Книги стали настоящими друзьями Коли, его главным интересом, а одноклассники всё больше интересовались сигаретами, алкоголем, драками и девочками. Нет, девочки конечно же его тоже привлекали, только он сразу считывал и анализировал их отношение к себе, поэтому также держался в стороне. Ну а как могло быть иначе, если он был где-то за пределами иерархической лестницы в классе, к тому же одним из самых низких, худым, и самое главное бедным, а единственное, что у него было — это умный взгляд, который никого не привлекал. Он до сих пор, и в двенадцатом классе, ходил с кнопочным телефоном. Отец сначала работал водителем автобуса, а потом, четыре года назад, когда родилась его младшая сестра, стал работать таксистом в столице, пропадая на сменах почти на целые сутки. Ведь мало того, что девочка родилась болезненной, так и мама начала терять зрение. Вот и разрывался Николай между учёбой, заботой о сестре, работой по дому и помощью маме, которая уже практически ничего не видела. Тут не до телефонов, не до алкоголя и сигарет, не до подростковых развлечений.

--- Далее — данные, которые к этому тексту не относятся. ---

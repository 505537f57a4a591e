//! Reusable pipeline fragments and the typed rows they produce.

use chrono::{DateTime, FixedOffset};
use serde::{Deserialize, Serialize};
use tubeline_db::entities::like::TargetType;
use tubeline_db::store::{CollectionName, Filter};

use super::pipeline::{Derive, Join};

/// Fields of a user exposed next to content they own.
pub const OWNER_FIELDS: &[&str] = &["id", "username", "fullname", "avatar"];

/// Replace `owner_id` with the owner's public fields.
#[must_use]
pub fn owner() -> Join {
    Join::one("owner", CollectionName::Users, "owner_id", "id").project(OWNER_FIELDS)
}

/// Number of likes on each row, as `likes_count`.
#[must_use]
pub fn likes_count(target: TargetType) -> Derive {
    Derive::Count {
        into: "likes_count",
        collection: CollectionName::Likes,
        foreign: "target_id",
        local: "id",
        filter: Filter::all().eq("target_type", target.as_str()),
    }
}

/// Whether `actor` liked each row, as `is_liked`.
#[must_use]
pub fn is_liked(target: TargetType, actor: Option<&str>) -> Derive {
    Derive::Exists {
        into: "is_liked",
        collection: CollectionName::Likes,
        foreign: "target_id",
        local: "id",
        filter: Filter::all().eq("target_type", target.as_str()),
        actor_field: "liked_by_id",
        actor: actor.map(str::to_string),
    }
}

/// Number of comments on each video row, as `comments_count`.
#[must_use]
pub fn comments_count() -> Derive {
    Derive::Count {
        into: "comments_count",
        collection: CollectionName::Comments,
        foreign: "video_id",
        local: "id",
        filter: Filter::all(),
    }
}

/// Number of subscribers of the channel at `local`.
#[must_use]
pub fn subscribers_count(local: &'static str) -> Derive {
    Derive::Count {
        into: "subscribers_count",
        collection: CollectionName::Subscriptions,
        foreign: "channel_id",
        local,
        filter: Filter::all(),
    }
}

/// Whether `viewer` subscribes to the channel at `local`.
#[must_use]
pub fn is_subscribed(local: &'static str, viewer: Option<&str>) -> Derive {
    Derive::Exists {
        into: "is_subscribed",
        collection: CollectionName::Subscriptions,
        foreign: "channel_id",
        local,
        filter: Filter::all(),
        actor_field: "subscriber_id",
        actor: viewer.map(str::to_string),
    }
}

/// Number of videos uploaded by the user at `local`.
#[must_use]
pub fn videos_count(local: &'static str) -> Derive {
    Derive::Count {
        into: "videos_count",
        collection: CollectionName::Videos,
        foreign: "owner_id",
        local,
        filter: Filter::all(),
    }
}

/// Public fields of a content owner.
#[derive(Debug, Clone, PartialEq, Eq, Serialize, Deserialize)]
pub struct OwnerSummary {
    pub id: String,
    pub username: String,
    pub fullname: String,
    pub avatar: String,
}

/// A video in a feed.
#[derive(Debug, Clone, PartialEq, Eq, Serialize, Deserialize)]
pub struct VideoSummary {
    pub id: String,
    pub title: String,
    pub description: String,
    pub thumbnail: String,
    pub video_file: String,
    pub duration_seconds: i64,
    pub views: i64,
    pub is_published: bool,
    pub likes_count: u64,
    pub created_at: DateTime<FixedOffset>,
    pub owner: Option<OwnerSummary>,
}

/// Owner of a video on its detail page.
#[derive(Debug, Clone, PartialEq, Eq, Serialize, Deserialize)]
pub struct ChannelOwner {
    pub id: String,
    pub username: String,
    pub fullname: String,
    pub avatar: String,
    pub subscribers_count: u64,
    pub is_subscribed: bool,
}

/// A single video with everything its page shows.
#[derive(Debug, Clone, PartialEq, Eq, Serialize, Deserialize)]
pub struct VideoDetail {
    pub id: String,
    pub title: String,
    pub description: String,
    pub thumbnail: String,
    pub video_file: String,
    pub duration_seconds: i64,
    pub views: i64,
    pub is_published: bool,
    pub likes_count: u64,
    pub is_liked: bool,
    pub created_at: DateTime<FixedOffset>,
    pub owner: Option<ChannelOwner>,
}

/// A comment under a video.
#[derive(Debug, Clone, PartialEq, Eq, Serialize, Deserialize)]
pub struct CommentView {
    pub id: String,
    pub video_id: String,
    pub content: String,
    pub likes_count: u64,
    pub is_liked: bool,
    pub created_at: DateTime<FixedOffset>,
    pub owner: Option<OwnerSummary>,
}

/// A tweet in a user's feed.
#[derive(Debug, Clone, PartialEq, Eq, Serialize, Deserialize)]
pub struct TweetView {
    pub id: String,
    pub content: String,
    pub likes_count: u64,
    pub is_liked: bool,
    pub created_at: DateTime<FixedOffset>,
    pub owner: Option<OwnerSummary>,
}

/// A video the actor liked.
///
/// `video` is `None` when the video no longer exists.
#[derive(Debug, Clone, PartialEq, Eq, Serialize, Deserialize)]
pub struct LikedVideo {
    pub liked_at: DateTime<FixedOffset>,
    pub video: Option<LikedVideoInfo>,
}

#[derive(Debug, Clone, PartialEq, Eq, Serialize, Deserialize)]
pub struct LikedVideoInfo {
    pub id: String,
    pub title: String,
    pub thumbnail: String,
    pub duration_seconds: i64,
    pub views: i64,
    pub created_at: DateTime<FixedOffset>,
    pub owner: Option<OwnerSummary>,
}

/// A user as listed among subscribers or subscriptions.
#[derive(Debug, Clone, PartialEq, Eq, Serialize, Deserialize)]
pub struct ChannelCard {
    pub id: String,
    pub username: String,
    pub fullname: String,
    pub avatar: String,
    pub subscribers_count: u64,
    pub is_subscribed: bool,
    #[serde(default, skip_serializing_if = "Option::is_none")]
    pub videos_count: Option<u64>,
}

/// One subscriber of a channel.
#[derive(Debug, Clone, PartialEq, Eq, Serialize, Deserialize)]
pub struct SubscriberView {
    pub subscribed_at: DateTime<FixedOffset>,
    pub subscriber: Option<ChannelCard>,
}

/// One channel a user subscribes to.
#[derive(Debug, Clone, PartialEq, Eq, Serialize, Deserialize)]
pub struct SubscribedChannelView {
    pub subscribed_at: DateTime<FixedOffset>,
    pub channel: Option<ChannelCard>,
}

/// A playlist in a user's list.
#[derive(Debug, Clone, PartialEq, Eq, Serialize, Deserialize)]
pub struct PlaylistSummary {
    pub id: String,
    pub name: String,
    pub description: String,
    pub videos_count: u64,
    pub thumbnail: Option<String>,
    pub created_at: DateTime<FixedOffset>,
    pub updated_at: DateTime<FixedOffset>,
    pub owner: Option<OwnerSummary>,
}

/// A video inside a playlist.
#[derive(Debug, Clone, PartialEq, Eq, Serialize, Deserialize)]
pub struct PlaylistVideo {
    pub id: String,
    pub title: String,
    pub thumbnail: String,
    pub duration_seconds: i64,
    pub views: i64,
    pub created_at: DateTime<FixedOffset>,
    pub owner: Option<OwnerSummary>,
}

/// A playlist with its videos and totals.
#[derive(Debug, Clone, PartialEq, Eq, Serialize, Deserialize)]
pub struct PlaylistDetail {
    pub id: String,
    pub name: String,
    pub description: String,
    pub videos: Vec<PlaylistVideo>,
    pub videos_count: u64,
    pub total_duration: i64,
    pub total_views: i64,
    pub created_at: DateTime<FixedOffset>,
    pub updated_at: DateTime<FixedOffset>,
    pub owner: Option<OwnerSummary>,
}

/// Totals for a channel's dashboard.
#[derive(Debug, Clone, Copy, PartialEq, Eq, Serialize, Deserialize)]
pub struct ChannelStats {
    pub total_videos: u64,
    pub total_views: i64,
    pub total_subscribers: u64,
    pub total_likes: i64,
}

/// One of the channel's own videos on its dashboard.
#[derive(Debug, Clone, PartialEq, Eq, Serialize, Deserialize)]
pub struct DashboardVideo {
    pub id: String,
    pub title: String,
    pub description: String,
    pub thumbnail: String,
    pub duration_seconds: i64,
    pub views: i64,
    pub is_published: bool,
    pub likes_count: u64,
    pub comments_count: u64,
    pub created_at: DateTime<FixedOffset>,
}

/// A channel page header.
#[derive(Debug, Clone, PartialEq, Eq, Serialize, Deserialize)]
pub struct ChannelProfile {
    pub id: String,
    pub username: String,
    pub fullname: String,
    pub email: String,
    pub avatar: String,
    pub cover_image: Option<String>,
    pub subscribers_count: u64,
    pub channels_subscribed_to_count: u64,
    pub is_subscribed: bool,
}

/// A video in a watch history.
#[derive(Debug, Clone, PartialEq, Eq, Serialize, Deserialize)]
pub struct HistoryVideo {
    pub id: String,
    pub title: String,
    pub description: String,
    pub thumbnail: String,
    pub duration_seconds: i64,
    pub views: i64,
    pub created_at: DateTime<FixedOffset>,
    pub owner: Option<OwnerSummary>,
}

/// Result of a toggle.
#[derive(Debug, Clone, Copy, PartialEq, Eq, Serialize, Deserialize)]
pub struct ToggleState {
    pub active: bool,
}

/// Result of flipping a video's publish flag.
#[derive(Debug, Clone, PartialEq, Eq, Serialize, Deserialize)]
pub struct PublishState {
    pub id: String,
    pub title: String,
    pub is_published: bool,
}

Последние события в школе было всколыхнули в нём надежду, ведь директор у них похоже айчар-целитель, но изучив вопрос, особенно слухи по расценкам на услуги таких целителей, он понял, что не насобирает достаточную сумму, которую можно предложить в оплату, даже если продаст всего себя на органы. А Селена Александровна чётко дала, понять, что не должна и не будет решать их проблемы вне школы. Да и было что-то в ней странное, так же, как и в её замах. Вот вроде бы чистая речь, никакого акцента, но иногда употребляют рядом слова, которые не используются вместе в словосочетаниях. Как иностранцы, и имена вроде намекают на это, но что за фамилии и отчества. Это же касалось и их новых одноклассников, хотя они вроде бы и были иностранцами и приехали в Рашин из другой страны.

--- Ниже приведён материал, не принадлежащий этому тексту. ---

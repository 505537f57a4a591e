//! ID generation and validation.

use ulid::Ulid;

use crate::{AppError, AppResult};

/// ID generator for entities.
#[derive(Debug, Clone, Default)]
pub struct IdGenerator {
    _private: (),
}

impl IdGenerator {
    /// Create a new ID generator.
    #[must_use]
    pub const fn new() -> Self {
        Self { _private: () }
    }

    /// Generate a new ULID-based ID.
    ///
    /// ULIDs are lexicographically sortable and shorter than UUIDs when
    /// represented as strings.
    #[must_use]
    pub fn generate(&self) -> String {
        Ulid::new().to_string().to_lowercase()
    }
}

/// Validate a caller-supplied identifier.
///
/// Returns the trimmed identifier. `label` names the entity in the error
/// message ("Video" -> "Video ID is required" / "Invalid Video ID").
pub fn validate_id<'a>(label: &str, raw: &'a str) -> AppResult<&'a str> {
    let id = raw.trim();
    if id.is_empty() {
        return Err(AppError::InvalidArgument(format!("{label} ID is required")));
    }
    if Ulid::from_string(id).is_err() {
        return Err(AppError::InvalidArgument(format!("Invalid {label} ID")));
    }
    Ok(id)
}

#[cfg(test)]
#[allow(clippy::unwrap_used)]
mod tests {
    use super::*;

    #[test]
    fn test_generate_ulid() {
        let id_gen = IdGenerator::new();
        let id1 = id_gen.generate();
        let id2 = id_gen.generate();

        assert_eq!(id1.len(), 26);
        assert_eq!(id2.len(), 26);
        assert_ne!(id1, id2);
        assert_eq!(id1, id1.to_lowercase());
    }

    #[test]
    fn test_validate_generated_id() {
        let id = IdGenerator::new().generate();
        assert_eq!(validate_id("Video", &id).unwrap(), id);
    }

    #[test]
    fn test_validate_trims_whitespace() {
        let id = IdGenerator::new().generate();
        let padded = format!("  {id} ");
        assert_eq!(validate_id("Video", &padded).unwrap(), id);
    }

    #[test]
    fn test_validate_blank_id() {
        let err = validate_id("Tweet", "   ").unwrap_err();
        assert_eq!(err.to_string(), "Tweet ID is required");
    }

    #[test]
    fn test_validate_malformed_id() {
        let err = validate_id("Playlist", "not-an-id").unwrap_err();
        assert_eq!(err.to_string(), "Invalid Playlist ID");
    }
}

Заняв место на первой парте, Ингвар как будто отрезал его и от учителей, оставив вообще в вакууме, ведь от остального класса он так же был отрезан незримой стеной. Приходилось сдвигаться ближе в сторону прохода, чтобы видеть доску, либо ближе к окну, чтобы видеть преподавателя. И во время таких пересаживаний взгляд нет-нет да и цеплялся за ноги впередисидящей девушки, длинна платья которой открывала больше, чем нужно. В этом была реальная опасность. Николай очень чётко запомнил первый выход к доске Ингвара в классе, потом сцену с Котом. Вряд ли Терминаторов великолепный актер, что может сыграть так эмоции, похоже, у него действительно есть какие-то психические отклонения, а возможно и болезнь, и Слав прав, триггером здесь была Оно-э. Он верил в это, ведь ради сестры, тоже был готов на многое.

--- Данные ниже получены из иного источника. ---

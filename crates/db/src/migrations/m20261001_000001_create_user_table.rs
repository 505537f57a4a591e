//! Create user table migration.

use sea_orm_migration::prelude::*;

#[derive(DeriveMigrationName)]
pub struct Migration;

#[async_trait::async_trait]
impl MigrationTrait for Migration {
    async fn up(&self, manager: &SchemaManager) -> Result<(), DbErr> {
        manager
            .create_table(
                Table::create()
                    .table(User::Table)
                    .if_not_exists()
                    .col(ColumnDef::new(User::Id).string_len(32).not_null().primary_key())
                    .col(ColumnDef::new(User::Username).string_len(128).not_null())
                    .col(ColumnDef::new(User::Email).string_len(256).not_null())
                    .col(ColumnDef::new(User::Fullname).string_len(256).not_null())
                    .col(ColumnDef::new(User::Avatar).string_len(1024).not_null())
                    .col(ColumnDef::new(User::CoverImage).string_len(1024))
                    .col(
                        ColumnDef::new(User::WatchHistory)
                            .json_binary()
                            .not_null()
                            .default(Expr::cust("'[]'::jsonb")),
                    )
                    .col(
                        ColumnDef::new(User::CreatedAt)
                            .timestamp_with_time_zone()
                            .not_null()
                            .default(Expr::current_timestamp()),
                    )
                    .col(
                        ColumnDef::new(User::UpdatedAt)
                            .timestamp_with_time_zone()
                            .not_null()
                            .default(Expr::current_timestamp()),
                    )
                    .to_owned(),
            )
            .await?;

        // Unique index: username (stored lowercased)
        manager
            .create_index(
                Index::create()
                    .name("idx_user_username")
                    .table(User::Table)
                    .col(User::Username)
                    .unique()
                    .to_owned(),
            )
            .await?;

        // Unique index: email (stored lowercased)
        manager
            .create_index(
                Index::create()
                    .name("idx_user_email")
                    .table(User::Table)
                    .col(User::Email)
                    .unique()
                    .to_owned(),
            )
            .await
    }

    async fn down(&self, manager: &SchemaManager) -> Result<(), DbErr> {
        manager
            .drop_table(Table::drop().table(User::Table).to_owned())
            .await
    }
}

#[derive(Iden)]
pub enum User {
    Table,
    Id,
    Username,
    Email,
    Fullname,
    Avatar,
    CoverImage,
    WatchHistory,
    CreatedAt,
    UpdatedAt,
}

На субботник он не пошел, хватало забот и дома, отец, как обычно, работал: лекарства и лечение нужны были как маме, так и сестрёнке. И теперь где-то с грустью и, может, даже с завистью слушал о шикарной поляне, весёлом времяпрепровождении и о том, что Псих в целом то норм пацан. Правда с появлением Психа и Оно-э те, кто рассказывал, что скорешились с Ингваром, начали вести себя намного скромнее и держаться от него подальше. Начался урок, и Ингвар сразу же стал тянуть руку, выражая готовность выйти к доске, правда преподаватель не спешил вызывать его, поэтому и стал Николай Еремчук сдвигаться к проходу, чтобы видеть доску, если всё-таки вызовут не Психа. И, будто притянутый магнитом, его взгляд опять оказался на ногах Оно-э, а та, словно почувствовав это, резко развернулась, облокотилась на его парту и уставилась на него.